Alla Germania spetta infatti il maggior numero di seggi nell’Europarlamento (96), numero invariato anche con l’uscita degli europarlamentari del Regno Unito.

Se le intenzioni di voto rimanessero quelle rilevate dai recenti sondaggi, i democristiani della CDU/CSU di Merkel si confermerebbero, pur in calo, il primo partito. Secondi sarebbero invece, per la prima volta, i Verdi, che scavalcherebbero sia la socialdemocrazia (SPD), sia il partito di destra radicale Alternativa per la Germania (AfD), secondo e terzo partito del paese dopo le elezioni federali del settembre 2017.

Dal momento che la Germania vota alle europee con un sistema elettorale proporzionale puro senza soglia di sbarramento, alle percentuali di voto corrisponde abbastanza fedelmente la percentuale di seggi ottenuti. Questo lascia ampio spazio anche a piccoli e piccolissimi partiti, che più di una volta sono riusciti a ottenere qualche eurodeputato. Ma significa soprattutto che il voto tedesco può determinare netti cambiamenti di peso nei principali gruppi parlamentari europei.

Sempre in base ai sondaggi, il gruppo dei Socialisti e Democratici (S&D) sconterebbe le maggiori perdite proprio da Germania (-12 seggi) e Italia (addirittura -16 seggi) – che costituiscono, rispettivamente con la SPD e il Partito Democratico, le due più numerose compagini nazionali – mentre il PPE calerebbe, solo con la CDU/CSU tedesca, di 5-6 eurodeputati.

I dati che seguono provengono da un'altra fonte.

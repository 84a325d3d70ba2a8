//! # Rosetta Agent
//!
//! Solves Linguistics Olympiad "Rosetta Stone" problems with a reasoning
//! model:
//! 1. The extractor turns raw problem text into a `StructuredProblem`
//! 2. The initial hypothesis proposes rules and seeds the vocabulary
//! 3. The verify-improve loop tests every rule and sentence blind, aggregates
//!    the verdicts, and revises the rules until they pass or the iteration
//!    cap is reached
//! 4. The answerer applies the final rules to each question
//!
//! Any step that cannot produce a usable result ends the run with a
//! `PipelineFailure` naming the stage. Progress is observable through
//! `WorkflowEvent`s and an optional markdown execution log.

pub mod agents;
pub mod config;
pub mod context;
pub mod events;
pub mod iterate;
pub mod log;
pub mod pipeline;
pub mod problem;
pub mod prompts;
pub mod steps;
pub mod two_phase;
pub mod verdict;
pub mod verify;
pub mod vocabulary;

pub use config::WorkflowConfig;
pub use context::{RunContext, RunOptions};
pub use events::{ChannelSink, EventKind, EventSink, MemorySink, NullSink, WorkflowEvent};
pub use iterate::{LoopOutcome, LoopState};
pub use log::ExecutionLog;
pub use pipeline::{Pipeline, PipelineFailure, PipelineOutput, Stage};
pub use problem::{Answer, Rule, StructuredProblem, VocabularyEntry};
pub use verdict::{Conclusion, VerifierFeedback};
pub use vocabulary::VocabularyStore;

Quest’ultimo è un dato cruciale, visto che le sorti future delle istituzioni europee sono in gran parte nelle mani del PPE. I popolari rimarranno il primo partito in Europa, ma saranno in netto calo e perciò obbligati ad allearsi per poter avere la maggioranza all’Europarlamento. Se lo faranno – come è probabile – con il fronte degli eurofili (socialisti, ma anche liberali e/o verdi) o, invece, con quello dei sovranisti, dipenderà da quale delle due ali interne del PPE avrà la meglio.

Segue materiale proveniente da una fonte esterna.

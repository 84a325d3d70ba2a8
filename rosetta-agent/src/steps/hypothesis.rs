use super::{apply_vocabulary, in_step, normalize_rules, RulesReply};
use crate::agents::{steps, HYPOTHESIS_EXTRACTOR, INITIAL_HYPOTHESIZER};
use crate::context::RunContext;
use crate::problem::{Rule, StructuredProblem};
use crate::prompts;
use crate::two_phase::{reason_then_extract, TwoPhase};
use rosetta_error::{Error, ErrorKind, Result};
use rosetta_llm::ReasoningModel;

const PHASE: TwoPhase = TwoPhase {
    reasoning_agent: INITIAL_HYPOTHESIZER,
    extraction_agent: HYPOTHESIS_EXTRACTOR,
    failure: ErrorKind::HypothesisFailed,
};

/// First rule set for the problem; seeds the run's vocabulary.
pub async fn initial_hypothesis<M: ReasoningModel>(
    model: &M,
    ctx: &RunContext,
    problem: &StructuredProblem,
) -> Result<Vec<Rule>> {
    in_step(ctx, steps::HYPOTHESIZE, async {
        let reply = reason_then_extract::<_, RulesReply>(model, ctx, PHASE, prompts::hypothesis(problem))
            .await?
            .value;

        let rules = normalize_rules(reply.rules);
        if rules.is_empty() {
            return Err(Error::hypothesis_failed("no rules could be identified")
                .with_operation("steps::initial_hypothesis")
                .with_context("phase", "extraction"));
        }

        apply_vocabulary(ctx, steps::HYPOTHESIZE, &reply.vocabulary);
        tracing::info!(rules = rules.len(), vocabulary = ctx.vocabulary().len(), "initial hypothesis");
        ctx.log().json("Initial rules", &rules);
        Ok(rules)
    })
    .await
}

E in questo il ruolo dello Spitzenkandidat Weber, che appartiene alla CSU e dunque all’ala destra dei democristiani tedeschi, sarà ancor più determinante. Weber ha per il momento impostato una campagna elettorale molto cauta, con temi conservatori classici, e con prese di posizione riguardo al futuro dell’Unione e di un suo eventuale rilancio altrettanto moderate.

In questo, Weber ha trovato sponda indiretta nella presidente della CDU – Annegret Kramp-Karrenbauer, succeduta a Angela Merkel alla guida del partito – che ha presentato la sua visione di Europa in risposta all’appello del presidente francese Macron, e nella quale la vena europeista è certamente presente, ma priva di una vera spinta propulsiva per il progetto UE. Tra pochi giorni il PPE voterà sull’espulsione di Fidesz – il partito del premier ungherese Viktor Orbán – per mancato rispetto dei valori del partito europeo e dell’UE.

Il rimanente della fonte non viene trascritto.